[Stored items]
impl Dispatcher {
    /// Builds a dispatcher wiring the given components together.
    #[must_use]
    pub fn new(
        router: Arc<MessageRouter>,
        replies: Arc<ReplyCallerDirectory>,
        subscriptions: Arc<SubscriptionManager>,
        publications: Arc<PublicationManager>,
        default_reply_ttl_ms: u64,
    ) -> Arc<Self> {
        Arc::new(Self {
            router,
            replies,
            subscriptions,
            publications,
            interpreters: DashMap::new(),
            providers: DashMap::new(),
            default_reply_ttl_ms,
        })
    }

    /// Registers the request interpreter and provider caller for a locally
    /// hosted provider. Both are looked up by `participant_id` when an
    /// inbound message names it as the recipient.
    pub fn register_provider(
        &self,
        participant_id: ParticipantId,
        interpreter: Arc<dyn RequestInterpreter>,
        provider: Arc<dyn ProviderCaller>,
    ) {
        self.interpreters.insert(participant_id, interpreter);
        self.providers.insert(participant_id, provider);
    }

    /// Removes a previously registered provider.
    pub fn unregister_provider(&self, participant_id: &ParticipantId) {
        self.interpreters.remove(participant_id);
        self.providers.remove(participant_id);
    }

    /// Classifies `message` and dispatches it to the owning component.
    #[instrument(skip(self, message), fields(message_id = %message.message_id(), message_type = ?message.message_type()))]
    pub async fn dispatch_inbound(self: &Arc<Self>, message: Message) -> Result<(), DispatcherError> {
        match message.message_type() {
            MessageType::Request => self.dispatch_request(message).await,
            MessageType::OneWay => self.dispatch_one_way(message).await,
            MessageType::Reply => self.dispatch_reply(message),
            MessageType::SubscriptionRequest
            | MessageType::MulticastSubscriptionRequest
            | MessageType::BroadcastSubscriptionRequest => self.dispatch_subscription_request(message),
            MessageType::SubscriptionStop => self.dispatch_subscription_stop(message),
            MessageType::Publication => self.dispatch_publication(message),
            MessageType::Multicast => self.dispatch_multicast(message),
            MessageType::SubscriptionReply => {
                // Consumer-side acknowledgement; nothing further to route.
                Ok(())
            }
        }
    }

    async fn dispatch_request(self: &Arc<Self>, message: Message) -> Result<(), DispatcherError> {
        let request_reply_id = read_request_reply_id(&message)?;
        let sender = message.sender();
        let recipient = message.recipient();
        let expiry_ms = message.expiry_ms();

        let Some(interpreter) = self.interpreters.get(&recipient).map(|e| e.clone()) else {
            warn!(%recipient, "no request interpreter registered for inbound request");
            return self
                .send_reply(recipient, sender, request_reply_id, Err("no such provider".to_string()), expiry_ms)
                .await;
        };

        let outcome = interpreter.invoke(&message).await;
        self.send_reply(recipient, sender, request_reply_id, outcome, expiry_ms).await
    }

    async fn dispatch_one_way(self: &Arc<Self>, message: Message) -> Result<(), DispatcherError> {
        let Some(interpreter) = self.interpreters.get(&message.recipient()).map(|e| e.clone()) else {
            warn!(recipient = %message.recipient(), "no request interpreter registered for inbound one-way message");
            return Ok(());
        };
        if let Err(reason) = interpreter.invoke(&message).await {
            warn!(recipient = %message.recipient(), reason, "one-way interpreter returned an error");
        }
        Ok(())
    }

    fn dispatch_reply(&self, message: Message) -> Result<(), DispatcherError> {
        let request_reply_id = read_request_reply_id(&message)?;
        let Some(caller) = self.replies.take(request_reply_id) else {
            warn!(%request_reply_id, "reply arrived with no matching caller (already timed out)");
            return Ok(());
        };
        let outcome = if message.headers().contains_key(HEADER_ERROR) {
            ReplyOutcome::TimedOut
        } else {
            ReplyOutcome::Reply(message)
        };
        caller(outcome);
        Ok(())
    }

    fn dispatch_subscription_request(self: &Arc<Self>, message: Message) -> Result<(), DispatcherError> {
        let provider_id = message.recipient();
        let consumer_id = message.sender();
        let wire: WireSubscriptionRequest =
            serde_json::from_slice(message.payload()).map_err(DispatcherError::MalformedSubscriptionRequest)?;
        let Some(provider) = self.providers.get(&provider_id).map(|e| e.clone()) else {
            warn!(%provider_id, "subscription request for unknown local provider");
            return Ok(());
        };
        let subscription_id = wire.subscription_id.unwrap_or_else(SubscriptionId::generate);
        let outcome = self
            .publications
            .add(
                PublicationRequest {
                    subscription_id,
                    provider_id,
                    consumer_id,
                    attribute_or_broadcast_name: wire.attribute_or_broadcast_name,
                    qos: wire.qos,
                },
                provider,
            )
            .map_err(|err| err.to_string());
        self.send_subscription_reply(provider_id, consumer_id, subscription_id, outcome);
        Ok(())
    }

    fn dispatch_subscription_stop(&self, message: Message) -> Result<(), DispatcherError> {
        let subscription_id = read_subscription_id(&message)?;
        self.publications.remove(&subscription_id);
        Ok(())
    }

    fn dispatch_publication(self: &Arc<Self>, message: Message) -> Result<(), DispatcherError> {
        let subscription_id = read_subscription_id(&message)?;
        if !self.subscriptions.deliver(&subscription_id, message) {
            warn!(%subscription_id, "publication arrived for unknown subscription");
        }
        Ok(())
    }

    fn dispatch_multicast(&self, message: Message) -> Result<(), DispatcherError> {
        let multicast_id = message
            .headers()
            .get(HEADER_MULTICAST_ID)
            .cloned()
            .ok_or(DispatcherError::MissingHeader(HEADER_MULTICAST_ID))?;
        let listeners = self.subscriptions.get_subscription_listeners(&multicast_id);
        for listener in listeners {
            listener.on_receive(message.clone());
        }
        Ok(())
    }

    async fn send_reply(
        self: &Arc<Self>,
        sender: ParticipantId,
        recipient: ParticipantId,
        request_reply_id: RequestReplyId,
        outcome: Result<Vec<u8>, String>,
        request_expiry_ms: u64,
    ) -> Result<(), DispatcherError> {
        let mut headers = CustomHeaders::new();
        headers.insert(HEADER_REQUEST_REPLY_ID.to_string(), request_reply_id.to_string());
        let payload = match outcome {
            Ok(payload) => payload,
            Err(reason) => {
                headers.insert(HEADER_ERROR.to_string(), reason);
                Vec::new()
            }
        };
        let reply_ttl_ms = self.default_reply_ttl_ms.min(request_expiry_ms.saturating_sub(now_ms()).max(1));
        let message = Message::try_new(MessageParams {
            sender,
            recipient,
            message_type: MessageType::Reply,
            expiry_ms: now_ms() + reply_ttl_ms,
            effort: EffortLevel::Assured,
            reply_to: None,
            headers,
            encrypt: false,
            compress: false,
            payload,
        })?;
        self.router.route(message, 0).await;
        Ok(())
    }

    /// Acknowledges a subscription request back to the consumer, carrying
    /// the (possibly provider-assigned) `subscriptionId` and an `error`
    /// header if registration failed.
    fn send_subscription_reply(
        self: &Arc<Self>,
        sender: ParticipantId,
        recipient: ParticipantId,
        subscription_id: SubscriptionId,
        outcome: Result<(), String>,
    ) {
        let mut headers = CustomHeaders::new();
        headers.insert(HEADER_SUBSCRIPTION_ID.to_string(), subscription_id.to_string());
        if let Err(reason) = outcome {
            headers.insert(HEADER_ERROR.to_string(), reason);
        }
        let message = match Message::try_new(MessageParams {
            sender,
            recipient,
            message_type: MessageType::SubscriptionReply,
            expiry_ms: now_ms() + self.default_reply_ttl_ms,
            effort: EffortLevel::Assured,
            reply_to: None,
            headers,
            encrypt: false,
            compress: false,
            payload: Vec::new(),
        }) {
            Ok(message) => message,
            Err(err) => {
                warn!(%err, %subscription_id, "failed to build subscription reply message");
                return;
            }
        };
        let router = Arc::clone(&self.router);
        tokio::spawn(async move {
            router.route(message, 0).await;
        });
    }

    /// Routes `payload` to `recipient` as a request, registering `caller` to
    /// fire on the correlated reply or on TTL expiry.
    ///
    /// # Errors
    ///
    /// Returns [`DispatcherError::Message`] if `sender == recipient`.
    #[instrument(skip(self, payload, caller), fields(%sender, %recipient, ttl_ms))]
    pub fn send_request(
        self: &Arc<Self>,
        sender: ParticipantId,
        recipient: ParticipantId,
        payload: Vec<u8>,
        ttl_ms: u64,
        caller: ReplyCaller,
    ) -> Result<RequestReplyId, DispatcherError> {
        let request_reply_id = RequestReplyId::generate();
        let mut headers = CustomHeaders::new();
        headers.insert(HEADER_REQUEST_REPLY_ID.to_string(), request_reply_id.to_string());
        let message = Message::try_new(MessageParams {
            sender,
            recipient,
            message_type: MessageType::Request,
            expiry_ms: now_ms() + ttl_ms,
            effort: EffortLevel::Assured,
            reply_to: None,
            headers,
            encrypt: false,
            compress: false,
            payload,
        })?;
        self.replies.add(request_reply_id, caller, ttl_ms);
        let router = Arc::clone(&self.router);
        tokio::spawn(async move {
            router.route(message, 0).await;
        });
        Ok(request_reply_id)
    }

    /// Routes `payload` to `recipient` as a fire-and-forget message; no
    /// reply is expected or awaited.
    ///
    /// # Errors
    ///
    /// Returns [`DispatcherError::Message`] if `sender == recipient`.
    pub fn send_one_way(
        self: &Arc<Self>,
        sender: ParticipantId,
        recipient: ParticipantId,
        payload: Vec<u8>,
        ttl_ms: u64,
    ) -> Result<(), DispatcherError> {
        let message = Message::try_new(MessageParams {
            sender,
            recipient,
            message_type: MessageType::OneWay,
            expiry_ms: now_ms() + ttl_ms,
            effort: EffortLevel::Assured,
            reply_to: None,
            headers: CustomHeaders::new(),
            encrypt: false,
            compress: false,
            payload,
        })?;
        let router = Arc::clone(&self.router);
        tokio::spawn(async move {
            router.route(message, 0).await;
        });
        Ok(())
    }

    /// Routes `payload` as a multicast, tagged with `multicast_id` so the
    /// receiving Subscription Managers can match it against their
    /// registered wildcard patterns. Fan-out itself is resolved by the
    /// router's registered receiver set (see
    /// [`MessageRouter::add_multicast_receiver`]).
    ///
    /// # Errors
    ///
    /// Returns [`DispatcherError::Message`] if `sender` collides with the
    /// internally generated placeholder recipient (practically never, as
    /// it is freshly generated).
    pub fn send_multicast(
        self: &Arc<Self>,
        sender: ParticipantId,
        multicast_id: &str,
        payload: Vec<u8>,
        ttl_ms: u64,
    ) -> Result<(), DispatcherError> {
        let mut headers = CustomHeaders::new();
        headers.insert(HEADER_MULTICAST_ID.to_string(), multicast_id.to_string());
        // Multicast fan-out is resolved entirely from the router's receiver
        // set; `recipient` is unused by that path but must differ from
        // `sender` to satisfy the envelope's own invariant.
        let message = Message::try_new(MessageParams {
            sender,
            recipient: ParticipantId::generate(),
            message_type: MessageType::Multicast,
            expiry_ms: now_ms() + ttl_ms,
            effort: EffortLevel::Assured,
            reply_to: None,
            headers,
            encrypt: false,
            compress: false,
            payload,
        })?;
        let router = Arc::clone(&self.router);
        tokio::spawn(async move {
            router.route(message, 0).await;
        });
        Ok(())
    }

    /// Routes a one-off unicast publication to `consumer_id`, tagged with
    /// `subscription_id`. The Publication Manager's own wiring publishes
    /// through the router directly for qos-driven ticks; this is the
    /// Dispatcher-level entry point for an ad hoc push outside that wiring.
    ///
    /// # Errors
    ///
    /// Returns [`DispatcherError::Message`] if `provider_id == consumer_id`.
    pub fn send_publication(
        self: &Arc<Self>,
        provider_id: ParticipantId,
        consumer_id: ParticipantId,
        subscription_id: &SubscriptionId,
        payload: Vec<u8>,
        ttl_ms: u64,
    ) -> Result<(), DispatcherError> {
        let mut headers = CustomHeaders::new();
        headers.insert(HEADER_SUBSCRIPTION_ID.to_string(), subscription_id.to_string());
        let message = Message::try_new(MessageParams {
            sender: provider_id,
            recipient: consumer_id,
            message_type: MessageType::Publication,
            expiry_ms: now_ms() + ttl_ms,
            effort: EffortLevel::Assured,
            reply_to: None,
            headers,
            encrypt: false,
            compress: false,
            payload,
        })?;
        let router = Arc::clone(&self.router);
        tokio::spawn(async move {
            router.route(message, 0).await;
        });
        Ok(())
    }
}
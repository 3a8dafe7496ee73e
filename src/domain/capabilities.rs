//! Local Capabilities Directory entry and arbitration data model.

use nutype::nutype;
use serde::{Deserialize, Serialize};

use super::address::Address;
use super::ids::ParticipantId;

/// Domain name a capability is registered under, e.g. `"calculator"`.
#[nutype(
    sanitize(trim),
    validate(len_char_min = 1, len_char_max = 255),
    derive(Clone, Debug, Eq, PartialEq, Hash, Display, Serialize, Deserialize)
)]
pub struct Domain(String);

/// Interface name, e.g. `"Calculator"`.
#[nutype(
    sanitize(trim),
    validate(len_char_min = 1, len_char_max = 255),
    derive(Clone, Debug, Eq, PartialEq, Hash, Display, Serialize, Deserialize)
)]
pub struct InterfaceName(String);

/// Major interface version.
#[nutype(derive(
    Clone, Copy, Debug, Eq, PartialEq, Hash, Ord, PartialOrd, Display, Serialize, Deserialize
))]
pub struct MajorVersion(u32);

/// Whether a provider registration is visible only to this cluster
/// controller or also published to the global directory.
#[derive(Clone, Copy, Debug, Eq, PartialEq, Serialize, Deserialize)]
pub enum ProviderScope {
    /// Registered only in this CC's local cache.
    Local,
    /// Registered locally and published to the global directory.
    Global,
}

/// Discovery scope requested by a consumer's `lookup` call.
#[derive(Clone, Copy, Debug, Eq, PartialEq, Serialize, Deserialize)]
pub enum DiscoveryScope {
    /// Only consult the local cache.
    LocalOnly,
    /// Prefer local matches; fall back to a global lookup if empty.
    LocalThenGlobal,
    /// Perform a global lookup and merge with local matches.
    LocalAndGlobal,
    /// Only perform a global lookup.
    GlobalOnly,
}

/// Provider-side qos attached to a capability registration: scope plus
/// arbitration priority and on-change support.
#[derive(Clone, Debug, PartialEq, Serialize, Deserialize)]
pub struct ProviderQos {
    scope: ProviderScope,
    priority: i64,
    supports_on_change: bool,
}

impl ProviderQos {
    /// Builds a provider qos.
    #[must_use]
    pub fn new(scope: ProviderScope, priority: i64, supports_on_change: bool) -> Self {
        Self {
            scope,
            priority,
            supports_on_change,
        }
    }

    /// The registration's scope.
    #[must_use]
    pub fn scope(&self) -> ProviderScope {
        self.scope
    }

    /// Arbitration priority; higher wins under the highest-priority
    /// strategy.
    #[must_use]
    pub fn priority(&self) -> i64 {
        self.priority
    }

    /// Whether this provider supports on-change subscriptions.
    #[must_use]
    pub fn supports_on_change(&self) -> bool {
        self.supports_on_change
    }
}

/// A single provider registration in the local capabilities cache.
///
/// Uniqueness: `participant_id` is the primary key; many entries may share
/// the same `(domain, interface_name, major_version)`.
#[derive(Clone, Debug, PartialEq, Serialize, Deserialize)]
pub struct LocalCapabilitiesEntry {
    domain: Domain,
    interface_name: InterfaceName,
    major_version: MajorVersion,
    participant_id: ParticipantId,
    provider_qos: ProviderQos,
    last_seen_ms: u64,
    expiry_ms: u64,
    public_key_id: String,
    address: Address,
}

impl LocalCapabilitiesEntry {
    /// Builds a capabilities entry.
    #[must_use]
    #[allow(clippy::too_many_arguments)]
    pub fn new(
        domain: Domain,
        interface_name: InterfaceName,
        major_version: MajorVersion,
        participant_id: ParticipantId,
        provider_qos: ProviderQos,
        last_seen_ms: u64,
        expiry_ms: u64,
        public_key_id: String,
        address: Address,
    ) -> Self {
        Self {
            domain,
            interface_name,
            major_version,
            participant_id,
            provider_qos,
            last_seen_ms,
            expiry_ms,
            public_key_id,
            address,
        }
    }

    /// The registration's domain.
    #[must_use]
    pub fn domain(&self) -> &Domain {
        &self.domain
    }

    /// The registration's interface name.
    #[must_use]
    pub fn interface_name(&self) -> &InterfaceName {
        &self.interface_name
    }

    /// The registration's major version.
    #[must_use]
    pub fn major_version(&self) -> MajorVersion {
        self.major_version
    }

    /// The provider's participant id, the primary key of this entry.
    #[must_use]
    pub fn participant_id(&self) -> ParticipantId {
        self.participant_id
    }

    /// The provider qos.
    #[must_use]
    pub fn provider_qos(&self) -> &ProviderQos {
        &self.provider_qos
    }

    /// Timestamp of the last liveness refresh, ms since epoch UTC.
    #[must_use]
    pub fn last_seen_ms(&self) -> u64 {
        self.last_seen_ms
    }

    /// Absolute expiry, ms since epoch UTC.
    #[must_use]
    pub fn expiry_ms(&self) -> u64 {
        self.expiry_ms
    }

    /// Id of the public key used to verify messages from this provider.
    #[must_use]
    pub fn public_key_id(&self) -> &str {
        &self.public_key_id
    }

    /// The provider's transport address.
    #[must_use]
    pub fn address(&self) -> &Address {
        &self.address
    }

    /// Age of this entry relative to `now_ms`, in milliseconds. Saturates
    /// at zero if `last_seen_ms` is in the future relative to `now_ms`.
    #[must_use]
    pub fn age_ms(&self, now_ms: u64) -> u64 {
        now_ms.saturating_sub(self.last_seen_ms)
    }
}

/// Strategy used to select one provider among several candidates.
#[derive(Clone, Debug, PartialEq, Serialize, Deserialize)]
pub enum ArbitrationStrategy {
    /// Select the candidate with the highest [`ProviderQos::priority`].
    HighestPriority,
    /// Select the candidate with the smallest `now - last_seen_ms` delta.
    LastSeen,
    /// Select candidates whose custom qos carries a matching keyword.
    Keyword {
        /// The keyword to match.
        keyword: String,
    },
    /// Select the candidate with a specific participant id, if present.
    FixedParticipant {
        /// The required participant id.
        participant_id: ParticipantId,
    },
}

/// A candidate entry annotated with whether it was served from the local
/// cache or a global lookup.
#[derive(Clone, Debug, PartialEq, Serialize, Deserialize)]
pub struct ArbitrationCandidate {
    /// The candidate entry.
    pub entry: LocalCapabilitiesEntry,
    /// `true` if this candidate came from the local cache.
    pub is_local: bool,
}

/// The outcome of applying an [`ArbitrationStrategy`] to a set of
/// candidates.
#[derive(Clone, Debug, PartialEq, Serialize, Deserialize)]
pub struct ArbitrationResult {
    /// The selected entries, in strategy-defined order (usually one, but a
    /// keyword match may select several).
    pub selected: Vec<ArbitrationCandidate>,
}

impl ArbitrationResult {
    /// Applies `strategy` to `candidates`, returning the selected subset.
    #[must_use]
    pub fn apply(
        strategy: &ArbitrationStrategy,
        mut candidates: Vec<ArbitrationCandidate>,
        now_ms: u64,
    ) -> Self {
        let selected = match strategy {
            ArbitrationStrategy::HighestPriority => candidates
                .into_iter()
                .max_by_key(|c| c.entry.provider_qos().priority())
                .into_iter()
                .collect(),
            ArbitrationStrategy::LastSeen => candidates
                .into_iter()
                .min_by_key(|c| c.entry.age_ms(now_ms))
                .into_iter()
                .collect(),
            ArbitrationStrategy::Keyword { keyword } => {
                candidates.retain(|c| c.entry.public_key_id().contains(keyword.as_str()));
                candidates
            }
            ArbitrationStrategy::FixedParticipant { participant_id } => candidates
                .into_iter()
                .filter(|c| c.entry.participant_id() == *participant_id)
                .collect(),
        };
        Self { selected }
    }
}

> _Goal of the exercise_
Answer only with how many lines in the records include "MessageRouter".

> _Task solution_
2